Stored data entries
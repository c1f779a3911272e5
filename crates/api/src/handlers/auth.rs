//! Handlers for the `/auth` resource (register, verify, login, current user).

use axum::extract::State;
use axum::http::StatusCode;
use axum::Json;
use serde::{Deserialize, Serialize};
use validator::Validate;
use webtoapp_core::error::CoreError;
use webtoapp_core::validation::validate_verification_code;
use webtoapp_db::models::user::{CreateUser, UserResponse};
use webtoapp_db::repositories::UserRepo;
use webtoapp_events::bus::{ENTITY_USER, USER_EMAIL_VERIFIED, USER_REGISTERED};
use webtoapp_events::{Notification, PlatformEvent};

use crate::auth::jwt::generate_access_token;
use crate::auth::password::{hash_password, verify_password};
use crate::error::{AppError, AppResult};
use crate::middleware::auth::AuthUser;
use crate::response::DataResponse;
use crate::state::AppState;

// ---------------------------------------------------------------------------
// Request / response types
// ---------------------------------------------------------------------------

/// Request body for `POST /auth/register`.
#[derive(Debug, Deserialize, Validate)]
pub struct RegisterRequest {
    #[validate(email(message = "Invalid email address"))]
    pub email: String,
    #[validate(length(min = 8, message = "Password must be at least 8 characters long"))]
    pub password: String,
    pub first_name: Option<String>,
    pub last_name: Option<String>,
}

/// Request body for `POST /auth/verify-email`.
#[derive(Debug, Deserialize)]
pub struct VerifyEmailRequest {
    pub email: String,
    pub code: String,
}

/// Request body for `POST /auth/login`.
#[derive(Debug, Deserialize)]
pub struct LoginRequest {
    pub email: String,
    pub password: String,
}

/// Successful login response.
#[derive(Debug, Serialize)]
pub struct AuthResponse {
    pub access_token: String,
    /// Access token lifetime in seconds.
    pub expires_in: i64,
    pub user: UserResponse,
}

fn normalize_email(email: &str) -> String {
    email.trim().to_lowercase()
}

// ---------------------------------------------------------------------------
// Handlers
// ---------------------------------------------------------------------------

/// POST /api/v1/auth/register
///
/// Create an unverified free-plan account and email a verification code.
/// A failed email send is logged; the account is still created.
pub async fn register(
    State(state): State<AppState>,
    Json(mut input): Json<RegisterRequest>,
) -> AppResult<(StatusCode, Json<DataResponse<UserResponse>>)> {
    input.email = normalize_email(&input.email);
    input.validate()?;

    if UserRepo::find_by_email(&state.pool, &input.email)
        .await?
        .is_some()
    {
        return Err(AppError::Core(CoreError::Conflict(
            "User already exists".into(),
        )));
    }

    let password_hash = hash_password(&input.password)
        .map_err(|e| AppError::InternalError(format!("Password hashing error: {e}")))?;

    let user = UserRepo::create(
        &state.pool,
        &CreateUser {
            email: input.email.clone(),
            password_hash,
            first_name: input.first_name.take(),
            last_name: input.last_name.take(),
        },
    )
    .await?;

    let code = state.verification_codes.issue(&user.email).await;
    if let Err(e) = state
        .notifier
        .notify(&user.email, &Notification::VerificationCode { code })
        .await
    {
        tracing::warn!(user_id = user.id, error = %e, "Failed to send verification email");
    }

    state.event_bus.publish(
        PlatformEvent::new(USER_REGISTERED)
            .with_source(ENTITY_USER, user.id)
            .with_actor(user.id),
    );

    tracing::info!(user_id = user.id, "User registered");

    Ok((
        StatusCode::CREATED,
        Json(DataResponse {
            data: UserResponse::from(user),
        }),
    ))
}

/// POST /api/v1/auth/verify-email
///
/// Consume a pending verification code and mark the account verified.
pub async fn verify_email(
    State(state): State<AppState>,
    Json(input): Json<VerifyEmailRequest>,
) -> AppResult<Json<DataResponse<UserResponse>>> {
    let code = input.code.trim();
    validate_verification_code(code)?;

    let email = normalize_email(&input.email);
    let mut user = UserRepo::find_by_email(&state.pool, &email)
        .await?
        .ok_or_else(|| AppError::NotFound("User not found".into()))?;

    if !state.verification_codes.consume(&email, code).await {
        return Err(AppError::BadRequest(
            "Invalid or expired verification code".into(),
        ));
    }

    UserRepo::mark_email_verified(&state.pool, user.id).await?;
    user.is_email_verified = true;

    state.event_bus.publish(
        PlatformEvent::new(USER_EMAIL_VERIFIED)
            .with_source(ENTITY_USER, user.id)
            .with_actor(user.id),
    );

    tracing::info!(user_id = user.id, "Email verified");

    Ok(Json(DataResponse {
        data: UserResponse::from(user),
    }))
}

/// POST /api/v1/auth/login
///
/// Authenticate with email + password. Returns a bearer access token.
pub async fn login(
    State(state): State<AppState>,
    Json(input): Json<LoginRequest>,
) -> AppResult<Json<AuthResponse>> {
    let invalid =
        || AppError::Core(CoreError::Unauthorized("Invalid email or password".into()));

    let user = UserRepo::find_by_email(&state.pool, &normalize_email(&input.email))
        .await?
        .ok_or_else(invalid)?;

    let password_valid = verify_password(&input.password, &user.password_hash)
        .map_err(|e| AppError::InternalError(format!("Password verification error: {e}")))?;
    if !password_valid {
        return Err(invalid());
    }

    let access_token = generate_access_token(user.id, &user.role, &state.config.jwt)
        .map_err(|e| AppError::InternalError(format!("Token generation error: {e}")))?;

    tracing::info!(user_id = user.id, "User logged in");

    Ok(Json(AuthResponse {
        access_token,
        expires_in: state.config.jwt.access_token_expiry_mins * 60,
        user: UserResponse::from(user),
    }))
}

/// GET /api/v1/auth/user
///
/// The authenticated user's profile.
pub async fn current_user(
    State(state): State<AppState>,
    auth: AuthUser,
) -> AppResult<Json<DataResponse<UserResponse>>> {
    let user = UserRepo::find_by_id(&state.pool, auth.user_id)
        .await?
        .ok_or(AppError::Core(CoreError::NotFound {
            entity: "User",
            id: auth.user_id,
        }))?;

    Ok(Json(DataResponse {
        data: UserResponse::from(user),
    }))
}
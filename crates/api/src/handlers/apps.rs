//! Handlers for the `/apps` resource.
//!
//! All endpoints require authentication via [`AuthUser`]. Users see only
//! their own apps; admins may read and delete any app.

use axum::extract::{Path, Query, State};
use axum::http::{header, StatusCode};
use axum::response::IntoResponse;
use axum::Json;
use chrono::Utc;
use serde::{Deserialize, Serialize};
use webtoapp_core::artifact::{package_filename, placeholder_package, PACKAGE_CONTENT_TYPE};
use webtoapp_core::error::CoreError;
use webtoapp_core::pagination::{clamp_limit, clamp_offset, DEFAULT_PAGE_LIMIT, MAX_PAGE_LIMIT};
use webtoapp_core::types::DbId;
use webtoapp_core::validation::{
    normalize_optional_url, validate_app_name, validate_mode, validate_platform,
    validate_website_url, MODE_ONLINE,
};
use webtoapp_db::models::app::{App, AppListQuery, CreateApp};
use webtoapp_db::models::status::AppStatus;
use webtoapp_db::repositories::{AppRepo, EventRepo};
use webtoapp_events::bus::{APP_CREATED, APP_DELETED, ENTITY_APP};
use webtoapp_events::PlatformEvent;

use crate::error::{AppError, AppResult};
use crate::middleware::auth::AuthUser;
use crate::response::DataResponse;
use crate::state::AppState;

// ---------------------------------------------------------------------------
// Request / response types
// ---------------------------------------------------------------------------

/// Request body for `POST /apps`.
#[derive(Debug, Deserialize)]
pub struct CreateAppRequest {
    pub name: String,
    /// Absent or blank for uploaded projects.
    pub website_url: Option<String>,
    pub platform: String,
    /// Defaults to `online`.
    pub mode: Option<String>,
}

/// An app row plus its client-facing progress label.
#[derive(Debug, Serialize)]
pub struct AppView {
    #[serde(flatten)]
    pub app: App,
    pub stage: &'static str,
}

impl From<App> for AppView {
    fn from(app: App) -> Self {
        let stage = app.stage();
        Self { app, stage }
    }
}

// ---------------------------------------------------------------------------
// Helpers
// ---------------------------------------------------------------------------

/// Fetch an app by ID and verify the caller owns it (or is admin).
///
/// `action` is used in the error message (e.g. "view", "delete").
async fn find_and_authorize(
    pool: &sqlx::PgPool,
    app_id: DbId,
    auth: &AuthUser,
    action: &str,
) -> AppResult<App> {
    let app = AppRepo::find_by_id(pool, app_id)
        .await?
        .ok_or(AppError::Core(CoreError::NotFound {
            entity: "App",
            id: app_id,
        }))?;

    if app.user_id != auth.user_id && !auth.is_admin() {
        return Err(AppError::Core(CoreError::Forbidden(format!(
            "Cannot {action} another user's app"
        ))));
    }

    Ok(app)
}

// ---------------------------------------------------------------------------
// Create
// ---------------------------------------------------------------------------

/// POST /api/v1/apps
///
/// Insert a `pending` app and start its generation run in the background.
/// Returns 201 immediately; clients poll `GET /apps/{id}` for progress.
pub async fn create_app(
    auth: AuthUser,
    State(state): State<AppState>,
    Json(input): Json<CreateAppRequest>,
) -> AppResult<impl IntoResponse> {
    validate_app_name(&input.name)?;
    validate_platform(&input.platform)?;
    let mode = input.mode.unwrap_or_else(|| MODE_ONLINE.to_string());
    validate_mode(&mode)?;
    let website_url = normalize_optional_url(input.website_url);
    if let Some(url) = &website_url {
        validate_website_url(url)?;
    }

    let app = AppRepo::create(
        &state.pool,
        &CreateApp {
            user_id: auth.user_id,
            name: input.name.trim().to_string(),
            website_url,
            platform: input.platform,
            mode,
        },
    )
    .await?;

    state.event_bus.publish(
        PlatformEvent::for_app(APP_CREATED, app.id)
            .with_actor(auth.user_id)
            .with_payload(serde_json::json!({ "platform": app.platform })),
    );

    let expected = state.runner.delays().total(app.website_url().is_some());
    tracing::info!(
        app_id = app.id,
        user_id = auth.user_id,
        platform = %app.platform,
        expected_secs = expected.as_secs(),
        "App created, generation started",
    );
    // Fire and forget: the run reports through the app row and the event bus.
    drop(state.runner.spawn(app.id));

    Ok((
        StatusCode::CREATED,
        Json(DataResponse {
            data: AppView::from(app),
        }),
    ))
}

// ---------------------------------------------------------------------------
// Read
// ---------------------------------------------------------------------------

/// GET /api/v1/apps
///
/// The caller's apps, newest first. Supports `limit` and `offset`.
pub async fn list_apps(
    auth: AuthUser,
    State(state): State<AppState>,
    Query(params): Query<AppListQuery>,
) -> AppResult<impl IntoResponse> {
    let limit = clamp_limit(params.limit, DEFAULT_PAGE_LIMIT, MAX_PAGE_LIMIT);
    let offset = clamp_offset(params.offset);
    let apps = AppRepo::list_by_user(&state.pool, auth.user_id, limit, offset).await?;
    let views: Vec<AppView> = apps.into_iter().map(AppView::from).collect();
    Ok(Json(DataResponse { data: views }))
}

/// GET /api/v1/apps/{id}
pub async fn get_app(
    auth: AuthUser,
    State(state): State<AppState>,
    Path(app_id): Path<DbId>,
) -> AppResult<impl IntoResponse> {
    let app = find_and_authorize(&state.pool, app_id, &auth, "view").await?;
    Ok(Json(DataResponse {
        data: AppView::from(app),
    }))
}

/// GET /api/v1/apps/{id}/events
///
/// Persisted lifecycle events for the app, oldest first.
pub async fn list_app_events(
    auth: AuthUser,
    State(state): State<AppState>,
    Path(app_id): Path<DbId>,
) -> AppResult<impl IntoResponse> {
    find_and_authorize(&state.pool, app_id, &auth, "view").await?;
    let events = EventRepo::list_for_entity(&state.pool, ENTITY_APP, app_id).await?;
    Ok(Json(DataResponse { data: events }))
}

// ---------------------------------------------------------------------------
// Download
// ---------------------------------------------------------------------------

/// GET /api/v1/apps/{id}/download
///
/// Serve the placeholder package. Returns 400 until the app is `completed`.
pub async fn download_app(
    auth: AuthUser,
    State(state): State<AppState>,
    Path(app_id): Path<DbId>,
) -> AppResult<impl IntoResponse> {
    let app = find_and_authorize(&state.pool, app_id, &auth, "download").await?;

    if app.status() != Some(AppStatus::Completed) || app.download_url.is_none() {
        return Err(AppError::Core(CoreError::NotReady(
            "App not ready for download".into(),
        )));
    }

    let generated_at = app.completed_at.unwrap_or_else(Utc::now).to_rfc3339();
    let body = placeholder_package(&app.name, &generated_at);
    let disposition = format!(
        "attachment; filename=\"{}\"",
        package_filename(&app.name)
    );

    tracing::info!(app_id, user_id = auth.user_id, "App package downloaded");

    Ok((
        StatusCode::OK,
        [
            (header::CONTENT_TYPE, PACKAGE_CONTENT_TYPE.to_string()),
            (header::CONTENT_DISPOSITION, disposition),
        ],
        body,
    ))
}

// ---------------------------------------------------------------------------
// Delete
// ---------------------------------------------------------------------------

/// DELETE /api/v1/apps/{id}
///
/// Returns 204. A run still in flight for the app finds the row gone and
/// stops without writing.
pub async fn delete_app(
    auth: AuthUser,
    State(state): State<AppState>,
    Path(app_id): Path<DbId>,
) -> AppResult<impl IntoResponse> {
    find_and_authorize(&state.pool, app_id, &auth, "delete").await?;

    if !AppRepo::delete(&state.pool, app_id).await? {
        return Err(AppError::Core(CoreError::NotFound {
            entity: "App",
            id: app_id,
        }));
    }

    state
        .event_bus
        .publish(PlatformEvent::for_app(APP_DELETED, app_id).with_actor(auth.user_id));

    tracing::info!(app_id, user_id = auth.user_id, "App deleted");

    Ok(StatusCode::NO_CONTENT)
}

#### WHAT IS NEEDED
Taking the records above as input, show every line in which the word "config" is present.

#### RESPONSE BELOW
    let access_token = generate_access_token(user.id, &user.role, &state.config.jwt)
        expires_in: state.config.jwt.access_token_expiry_mins * 60,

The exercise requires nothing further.